US-based Moody’s Investors Service has affirmed the Bangladesh government’s Ba3 bond rating and maintained a stable outlook on the rating.
The investment rating issuer released the information in a statement on Monday outlining the rationale for the decision.
Moody’s believes Bangladesh’s bonds will remain stable based on its continued robust growth rate, a relatively stable macro-economic situation and comparatively low levels of government debt.
It reports that the real GDP of Bangladesh grew at an average rate of 6.2 percent per year between FY2007 and FY2016, which Moody’s calls “… significantly higher than the median of 4.3% for Ba-3 rated peers”.
One of Bangladesh’s largest drivers of growth, the garment sector, is expected to gain on the global apparel market as China switches to higher-value goods.
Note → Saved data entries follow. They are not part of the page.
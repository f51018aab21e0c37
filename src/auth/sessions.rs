//! Keyed session store for the three authentication tiers.
//!
//! Sessions are held in process memory only. A key is `(tier, slug)`;
//! the super-admin tier is a single global key. PIN sessions are
//! station devices that stay signed in until explicit logout; admin and
//! super-admin sessions expire on inactivity with a sliding timeout.

use std::collections::HashMap;

use tokio::sync::Mutex;

#[derive(Debug, Clone, Copy, PartialEq, Eq, Hash)]
pub enum Tier {
    Pin,
    Admin,
    SuperAdmin,
}

impl Tier {
    /// Path a browser is redirected to when a session of this tier is
    /// missing or expired.
    pub fn login_path(self, slug: &str) -> String {
        match self {
            Tier::Pin => format!("/b/{slug}/login"),
            Tier::Admin => format!("/b/{slug}/admin/login"),
            Tier::SuperAdmin => "/admin/login".to_string(),
        }
    }
}

#[derive(Debug)]
struct SessionEntry {
    last_activity: i64,
}

pub struct SessionStore {
    entries: Mutex<HashMap<(Tier, String), SessionEntry>>,
    /// Sliding inactivity timeout for the admin and super-admin tiers,
    /// in seconds. PIN sessions never time out.
    timeout_secs: i64,
}

impl SessionStore {
    pub fn new(timeout_secs: i64) -> Self {
        Self {
            entries: Mutex::new(HashMap::new()),
            timeout_secs,
        }
    }

    /// The super-admin tier ignores the slug so there is exactly one
    /// session regardless of how the caller derived it.
    fn key(tier: Tier, slug: &str) -> (Tier, String) {
        match tier {
            Tier::SuperAdmin => (tier, String::new()),
            _ => (tier, slug.to_string()),
        }
    }

    pub async fn login(&self, tier: Tier, slug: &str, now: i64) {
        let mut entries = self.entries.lock().await;
        entries.insert(Self::key(tier, slug), SessionEntry { last_activity: now });
    }

    /// Returns true when an authenticated, unexpired session exists.
    /// For timed tiers a successful check refreshes `last_activity`,
    /// which is what makes the timeout sliding; an expired entry is
    /// removed on the spot.
    pub async fn check(&self, tier: Tier, slug: &str, now: i64) -> bool {
        let key = Self::key(tier, slug);
        let mut entries = self.entries.lock().await;
        let Some(entry) = entries.get_mut(&key) else {
            return false;
        };
        if tier == Tier::Pin {
            return true;
        }
        if now - entry.last_activity > self.timeout_secs {
            entries.remove(&key);
            return false;
        }
        entry.last_activity = now;
        true
    }

    pub async fn logout(&self, tier: Tier, slug: &str) {
        let mut entries = self.entries.lock().await;
        entries.remove(&Self::key(tier, slug));
    }
}

#[cfg(test)]
mod tests {
    use super::*;

    fn store() -> SessionStore {
        SessionStore::new(1800)
    }

    #[tokio::test]
    async fn check_without_login_fails() {
        let store = store();
        assert!(!store.check(Tier::Admin, "kinglake", 0).await);
    }

    #[tokio::test]
    async fn admin_session_expires_after_timeout() {
        let store = store();
        store.login(Tier::Admin, "kinglake", 0).await;
        assert!(store.check(Tier::Admin, "kinglake", 1799).await);
        store.logout(Tier::Admin, "kinglake").await;

        store.login(Tier::Admin, "kinglake", 0).await;
        assert!(!store.check(Tier::Admin, "kinglake", 1801).await);
        // the expired entry is gone, not just rejected
        assert!(!store.check(Tier::Admin, "kinglake", 0).await);
    }

    #[tokio::test]
    async fn sliding_refresh_extends_the_window() {
        let store = store();
        store.login(Tier::Admin, "kinglake", 0).await;
        assert!(store.check(Tier::Admin, "kinglake", 1799).await);
        // 1801 is within 1800s of the refreshed activity at 1799
        assert!(store.check(Tier::Admin, "kinglake", 1801).await);
        assert!(store.check(Tier::Admin, "kinglake", 3599).await);
        assert!(!store.check(Tier::Admin, "kinglake", 5400).await);
    }

    #[tokio::test]
    async fn boundary_is_inclusive() {
        let store = store();
        store.login(Tier::Admin, "kinglake", 0).await;
        assert!(store.check(Tier::Admin, "kinglake", 1800).await);
    }

    #[tokio::test]
    async fn pin_session_never_times_out() {
        let store = store();
        store.login(Tier::Pin, "kinglake", 0).await;
        assert!(store.check(Tier::Pin, "kinglake", 10_000_000).await);
        store.logout(Tier::Pin, "kinglake").await;
        assert!(!store.check(Tier::Pin, "kinglake", 10_000_000).await);
    }

    #[tokio::test]
    async fn tiers_and_slugs_are_isolated() {
        let store = store();
        store.login(Tier::Pin, "kinglake", 0).await;
        assert!(!store.check(Tier::Admin, "kinglake", 0).await);
        assert!(!store.check(Tier::Pin, "marysville", 0).await);

        store.login(Tier::Admin, "marysville", 0).await;
        store.logout(Tier::Admin, "kinglake").await;
        assert!(store.check(Tier::Admin, "marysville", 0).await);
    }

    #[tokio::test]
    async fn superadmin_is_a_single_key() {
        let store = store();
        store.login(Tier::SuperAdmin, "", 0).await;
        assert!(store.check(Tier::SuperAdmin, "ignored", 100).await);
        store.logout(Tier::SuperAdmin, "also-ignored").await;
        assert!(!store.check(Tier::SuperAdmin, "", 100).await);
    }
}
Moody’s also predicts the recent decline in the country’s remittance flows will stabilise near current levels. If the current remittance trend continues, however, it could dampen consumption and grow the current account deficit.
As it stands, Moody’s believes lower remittances and rising imports will result in a small current account deficit in FY2017 of 0.2 percent of GDP.
One of Moody’s main concerns regarding the improvement of Bangladesh bond rating are the small tax revenue base.
Bangladesh’s government revenue ratio, about 10 percent of GDP in FY2016, is one of the lowest among the government bonds rated by Moody’s. The government’s debt payments amount to nearly 20 percent of annual revenue and can constrain its ability to spend on physical and social infrastructure. Moody’s suggests the new VAT system may go some way to improving this situation.
Institutional weakness, such as inadequate rule of law, government effectiveness and corruption, may further constrain the credit rating.